======== Listed records

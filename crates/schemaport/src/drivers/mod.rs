//! Database driver implementations.
//!
//! This module provides database-specific implementations of the core traits:
//!
//! - [`sqlite`]: SQLite driver (sqlx)
//! - [`mysql`]: MySQL/MariaDB driver (mysql_async)
//! - [`postgres`]: PostgreSQL driver (tokio-postgres)
//! - [`common`]: Shared utilities (TLS)
//!
//! # Architecture
//!
//! Each driver module implements:
//! - `Dialect`: SQL syntax strategy for the database engine
//! - `Connection`: a single authenticated session
//! - `SchemaReader`: catalog introspection
//!
//! # Adding New Databases
//!
//! 1. Create a new module under `drivers/`
//! 2. Implement `Dialect`, `Connection` and `SchemaReader`
//! 3. Add a variant to [`DatabaseKind`] and [`DialectImpl`], and wire
//!    [`schema_reader`] and [`connect`]

pub mod common;
pub mod mysql;
pub mod postgres;
pub mod sqlite;

use std::sync::Arc;

// Re-export common utilities
pub use common::{SslMode, TlsBuilder};

// Re-export driver types
pub use mysql::{MysqlCatalog, MysqlConnection, MysqlDialect};
pub use postgres::{PostgresCatalog, PostgresConnection, PostgresDialect};
pub use sqlite::{SqliteCatalog, SqliteConnection, SqliteDialect};

use crate::config::DatabaseConfig;
use crate::core::traits::{Connection, Dialect, SchemaReader, SelectQueryOptions};
use crate::core::{DatabaseKind, DefaultValue};
use crate::error::{PortError, Result};

/// Enum-based static dispatch for dialects.
///
/// Profiles are stateless, so a `DialectImpl` is cheap to copy around and is
/// resolved once from the configured engine.
#[derive(Debug, Clone)]
pub enum DialectImpl {
    Sqlite(SqliteDialect),
    Mysql(MysqlDialect),
    Postgres(PostgresDialect),
}

impl DialectImpl {
    /// Profile for an engine.
    pub fn for_kind(kind: DatabaseKind) -> Self {
        match kind {
            DatabaseKind::Sqlite => DialectImpl::Sqlite(SqliteDialect::new()),
            DatabaseKind::Mysql => DialectImpl::Mysql(MysqlDialect::new()),
            DatabaseKind::Postgres => DialectImpl::Postgres(PostgresDialect::new()),
        }
    }

    /// Create a dialect implementation from a database type string.
    ///
    /// # Errors
    ///
    /// Returns [`PortError::UnknownDialect`] if the database type is not recognized.
    pub fn from_db_type(db_type: &str) -> Result<Self> {
        Ok(Self::for_kind(DatabaseKind::parse(db_type)?))
    }

    fn as_dialect(&self) -> &dyn Dialect {
        match self {
            DialectImpl::Sqlite(d) => d,
            DialectImpl::Mysql(d) => d,
            DialectImpl::Postgres(d) => d,
        }
    }
}

impl Dialect for DialectImpl {
    fn name(&self) -> &str {
        self.as_dialect().name()
    }

    fn kind(&self) -> DatabaseKind {
        self.as_dialect().kind()
    }

    fn quote_ident(&self, name: &str) -> String {
        self.as_dialect().quote_ident(name)
    }

    fn quote_reserved_ident(&self, name: &str) -> String {
        self.as_dialect().quote_reserved_ident(name)
    }

    fn quote_string(&self, value: &str) -> String {
        self.as_dialect().quote_string(value)
    }

    fn boolean_literal(&self, value: Option<bool>) -> String {
        self.as_dialect().boolean_literal(value)
    }

    fn timestamp_cast(&self, normalized: &str) -> String {
        self.as_dialect().timestamp_cast(normalized)
    }

    fn blob_literal(&self, bytes: &[u8]) -> String {
        self.as_dialect().blob_literal(bytes)
    }

    fn json_literal(&self, compact: &str) -> String {
        self.as_dialect().json_literal(compact)
    }

    fn array_literal(&self, elements: &[String]) -> Option<String> {
        self.as_dialect().array_literal(elements)
    }

    fn supports_in_place_constraint_alter(&self) -> bool {
        self.as_dialect().supports_in_place_constraint_alter()
    }

    fn max_indexable_key_bytes(&self) -> usize {
        self.as_dialect().max_indexable_key_bytes()
    }

    fn upsert_clause(&self, conflict_columns: &[String], update_columns: &[String]) -> String {
        self.as_dialect()
            .upsert_clause(conflict_columns, update_columns)
    }

    fn foreign_key_checks_sql(&self, enabled: bool) -> String {
        self.as_dialect().foreign_key_checks_sql(enabled)
    }

    fn sequence_reset_sql(&self, table: &str, column: &str, next: i64) -> Option<String> {
        self.as_dialect().sequence_reset_sql(table, column, next)
    }

    fn drop_index_sql(&self, table: &str, index: &str) -> String {
        self.as_dialect().drop_index_sql(table, index)
    }

    fn build_select_query(&self, opts: &SelectQueryOptions) -> String {
        self.as_dialect().build_select_query(opts)
    }
}

/// Catalog reader for an engine.
pub fn schema_reader(kind: DatabaseKind) -> Arc<dyn SchemaReader> {
    match kind {
        DatabaseKind::Sqlite => Arc::new(SqliteCatalog::new()),
        DatabaseKind::Mysql => Arc::new(MysqlCatalog::new()),
        DatabaseKind::Postgres => Arc::new(PostgresCatalog::new()),
    }
}

/// Open a session for the configured database.
pub async fn connect(config: &DatabaseConfig) -> Result<Arc<dyn Connection>> {
    let conn: Arc<dyn Connection> = match config.kind()? {
        DatabaseKind::Sqlite => {
            let path = config
                .path
                .as_deref()
                .ok_or_else(|| PortError::Config("database.path is required for sqlite".into()))?;
            Arc::new(SqliteConnection::open(path).await?)
        }
        DatabaseKind::Mysql => Arc::new(MysqlConnection::connect(config).await?),
        DatabaseKind::Postgres => Arc::new(PostgresConnection::connect(config).await?),
    };
    Ok(conn)
}

/// Parse a catalog-reported column default into a [`DefaultValue`].
///
/// Accepts the SQLite and PostgreSQL spellings: quoted literals with an
/// optional `::type` suffix, bare numbers, booleans and `NULL`. Anything else
/// is kept as an expression and emitted verbatim.
pub(crate) fn parse_default(raw: &str) -> DefaultValue {
    let trimmed = raw.trim();

    if trimmed.starts_with('\'') {
        if let Some((text, rest)) = split_quoted(trimmed) {
            if rest.is_empty() || rest.starts_with("::") {
                return DefaultValue::Text(text);
            }
        }
        return DefaultValue::Expression(trimmed.to_string());
    }

    let upper = trimmed.to_uppercase();
    if upper == "NULL" || upper.starts_with("NULL::") {
        return DefaultValue::Null;
    }
    match upper.as_str() {
        "TRUE" => return DefaultValue::Bool(true),
        "FALSE" => return DefaultValue::Bool(false),
        _ => {}
    }

    // PostgreSQL wraps negative numbers in parentheses
    let numeric = trimmed
        .strip_prefix('(')
        .and_then(|s| s.strip_suffix(')'))
        .unwrap_or(trimmed);
    if let Ok(v) = numeric.parse::<i64>() {
        return DefaultValue::Int(v);
    }
    if let Ok(v) = numeric.parse::<f64>() {
        if v.is_finite() {
            return DefaultValue::Float(v);
        }
    }

    DefaultValue::Expression(trimmed.to_string())
}

/// Split a leading single-quoted literal into its unescaped text and the remainder.
fn split_quoted(s: &str) -> Option<(String, &str)> {
    let mut text = String::new();
    let mut chars = s.char_indices().skip(1).peekable();
    while let Some((i, c)) = chars.next() {
        if c == '\'' {
            if matches!(chars.peek(), Some((_, '\''))) {
                text.push('\'');
                chars.next();
            } else {
                return Some((text, &s[i + 1..]));
            }
        } else {
            text.push(c);
        }
    }
    None
}

#[cfg(test)]
mod tests {
    use super::*;

    #[test]
    fn test_dialect_impl_from_db_type() {
        let sqlite = DialectImpl::from_db_type("sqlite3").unwrap();
        assert_eq!(sqlite.name(), "sqlite");

        let mysql = DialectImpl::from_db_type("mariadb").unwrap();
        assert_eq!(mysql.kind(), DatabaseKind::Mysql);

        let postgres = DialectImpl::from_db_type("postgresql").unwrap();
        assert_eq!(postgres.name(), "postgres");

        assert!(matches!(
            DialectImpl::from_db_type("oracle"),
            Err(PortError::UnknownDialect(_))
        ));
    }

    #[test]
    fn test_dialect_impl_dispatch() {
        let mysql = DialectImpl::for_kind(DatabaseKind::Mysql);
        assert_eq!(mysql.quote_ident("table"), "`table`");
        assert_eq!(mysql.quote_string("a\\b"), "'a\\\\b'");
        assert_eq!(mysql.boolean_literal(Some(true)), "1");

        let pg = DialectImpl::for_kind(DatabaseKind::Postgres);
        assert_eq!(pg.quote_ident("table"), "\"table\"");
        assert_eq!(pg.boolean_literal(Some(true)), "TRUE");
        assert_eq!(pg.boolean_literal(None), "NULL");
        assert_eq!(
            pg.array_literal(&["1".into(), "2".into()]).as_deref(),
            Some("ARRAY[1, 2]")
        );

        let sqlite = DialectImpl::for_kind(DatabaseKind::Sqlite);
        assert!(!sqlite.supports_in_place_constraint_alter());
        assert!(sqlite.array_literal(&[]).is_none());
    }

    #[test]
    fn test_every_dialect_quotes_idempotently() {
        for kind in DatabaseKind::ALL {
            let d = DialectImpl::for_kind(kind);
            let once = d.quote_ident("order");
            assert_eq!(d.quote_ident(&once), once, "{}", kind);
        }
    }

    #[test]
    fn test_parse_default() {
        assert_eq!(parse_default("'abc'"), DefaultValue::Text("abc".into()));
        assert_eq!(
            parse_default("'it''s'::character varying"),
            DefaultValue::Text("it's".into())
        );
        assert_eq!(parse_default("NULL"), DefaultValue::Null);
        assert_eq!(parse_default("NULL::text"), DefaultValue::Null);
        assert_eq!(parse_default("true"), DefaultValue::Bool(true));
        assert_eq!(parse_default("42"), DefaultValue::Int(42));
        assert_eq!(parse_default("(-1)"), DefaultValue::Int(-1));
        assert_eq!(parse_default("1.5"), DefaultValue::Float(1.5));
        assert_eq!(
            parse_default("CURRENT_TIMESTAMP"),
            DefaultValue::Expression("CURRENT_TIMESTAMP".into())
        );
        assert_eq!(
            parse_default("(datetime('now'))"),
            DefaultValue::Expression("(datetime('now'))".into())
        );
        assert_eq!(
            parse_default("'a' || 'b'"),
            DefaultValue::Expression("'a' || 'b'".into())
        );
    }
}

================

▸ **Exercise instructions**: Count every line of the records above in which the string "module" appears. The number alone is to be given.

▸ **Answer box**: 3